### Work instructions
Among these records, which lines include "InternalError"? Copy them out.

### Record excerpts
//! Tests for `AppError` → HTTP response mapping.
//!
//! These tests verify that each `AppError` variant produces the correct HTTP
//! status code, error code, and message. They do NOT need an HTTP server --
//! they call `IntoResponse` directly on `AppError` values.

use axum::response::IntoResponse;
use consulta_api::error::AppError;
use consulta_core::error::CoreError;
use http_body_util::BodyExt;

/// Helper: convert an `AppError` into its status code and parsed JSON body.
async fn error_to_response(err: AppError) -> (axum::http::StatusCode, serde_json::Value) {
    let response = err.into_response();
    let status = response.status();
    let bytes = response.into_body().collect().await.unwrap().to_bytes();
    let json: serde_json::Value = serde_json::from_slice(&bytes).unwrap();
    (status, json)
}

// ---------------------------------------------------------------------------
// Test: CoreError::NotFound maps to 404 with NOT_FOUND code
// ---------------------------------------------------------------------------

#[tokio::test]
async fn not_found_error_returns_404() {
    let err = AppError::Core(CoreError::NotFound {
        entity: "Appointment",
        id: 42,
    });

    let (status, json) = error_to_response(err).await;

    assert_eq!(status, axum::http::StatusCode::NOT_FOUND);
    assert_eq!(json["code"], "NOT_FOUND");
    assert_eq!(json["error"], "Appointment with id 42 not found");
}

// ---------------------------------------------------------------------------
// Test: CoreError::Validation maps to 400 with VALIDATION_ERROR code
// ---------------------------------------------------------------------------

#[tokio::test]
async fn validation_error_returns_400() {
    let err = AppError::Core(CoreError::Validation(
        "Appointments are only offered on weekdays".into(),
    ));

    let (status, json) = error_to_response(err).await;

    assert_eq!(status, axum::http::StatusCode::BAD_REQUEST);
    assert_eq!(json["code"], "VALIDATION_ERROR");
    assert_eq!(json["error"], "Appointments are only offered on weekdays");
}

// ---------------------------------------------------------------------------
// Test: CoreError::Forbidden maps to 403 with FORBIDDEN code
// ---------------------------------------------------------------------------

#[tokio::test]
async fn forbidden_error_returns_403() {
    let err = AppError::Core(CoreError::Forbidden(
        "Appointments cannot be changed less than 48 hours in advance".into(),
    ));

    let (status, json) = error_to_response(err).await;

    assert_eq!(status, axum::http::StatusCode::FORBIDDEN);
    assert_eq!(json["code"], "FORBIDDEN");
}

// ---------------------------------------------------------------------------
// Test: AppError::BadRequest maps to 400 with BAD_REQUEST code
// ---------------------------------------------------------------------------

#[tokio::test]
async fn bad_request_error_returns_400() {
    let err = AppError::BadRequest("invalid field value".into());

    let (status, json) = error_to_response(err).await;

    assert_eq!(status, axum::http::StatusCode::BAD_REQUEST);
    assert_eq!(json["code"], "BAD_REQUEST");
    assert_eq!(json["error"], "invalid field value");
}

// ---------------------------------------------------------------------------
// Test: CoreError::Conflict maps to 409 with CONFLICT code
// ---------------------------------------------------------------------------

#[tokio::test]
async fn conflict_error_returns_409() {
    let err = AppError::Core(CoreError::Conflict("duplicate email".into()));

    let (status, json) = error_to_response(err).await;

    assert_eq!(status, axum::http::StatusCode::CONFLICT);
    assert_eq!(json["code"], "CONFLICT");
    assert_eq!(json["error"], "duplicate email");
}

// ---------------------------------------------------------------------------
// Test: sqlx RowNotFound maps to 404
// ---------------------------------------------------------------------------

#[tokio::test]
async fn sqlx_row_not_found_returns_404() {
    let err = AppError::Database(sqlx::Error::RowNotFound);

    let (status, json) = error_to_response(err).await;

    assert_eq!(status, axum::http::StatusCode::NOT_FOUND);
    assert_eq!(json["code"], "NOT_FOUND");
}

// ---------------------------------------------------------------------------
// Test: connection-level sqlx failures map to 503
// ---------------------------------------------------------------------------

#[tokio::test]
async fn sqlx_pool_timeout_returns_503() {
    let err = AppError::Database(sqlx::Error::PoolTimedOut);

    let (status, json) = error_to_response(err).await;

    assert_eq!(status, axum::http::StatusCode::SERVICE_UNAVAILABLE);
    assert_eq!(json["code"], "SERVICE_UNAVAILABLE");
}

// ---------------------------------------------------------------------------
// Test: AppError::InternalError maps to 500 and sanitizes the message
// ---------------------------------------------------------------------------

#[tokio::test]
async fn internal_error_returns_500_and_sanitizes_message() {
    let err = AppError::InternalError("secret database credentials leaked".into());

    let (status, json) = error_to_response(err).await;

    assert_eq!(status, axum::http::StatusCode::INTERNAL_SERVER_ERROR);
    assert_eq!(json["code"], "INTERNAL_ERROR");

    // The response body must NOT contain the original error details.
    let body_text = json.to_string();
    assert!(
        !body_text.contains("secret"),
        "Internal error response must not leak sensitive details"
    );
    assert_eq!(json["error"], "An internal error occurred");
}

### Answer box
// Test: AppError::InternalError maps to 500 and sanitizes the message
    let err = AppError::InternalError("secret database credentials leaked".into());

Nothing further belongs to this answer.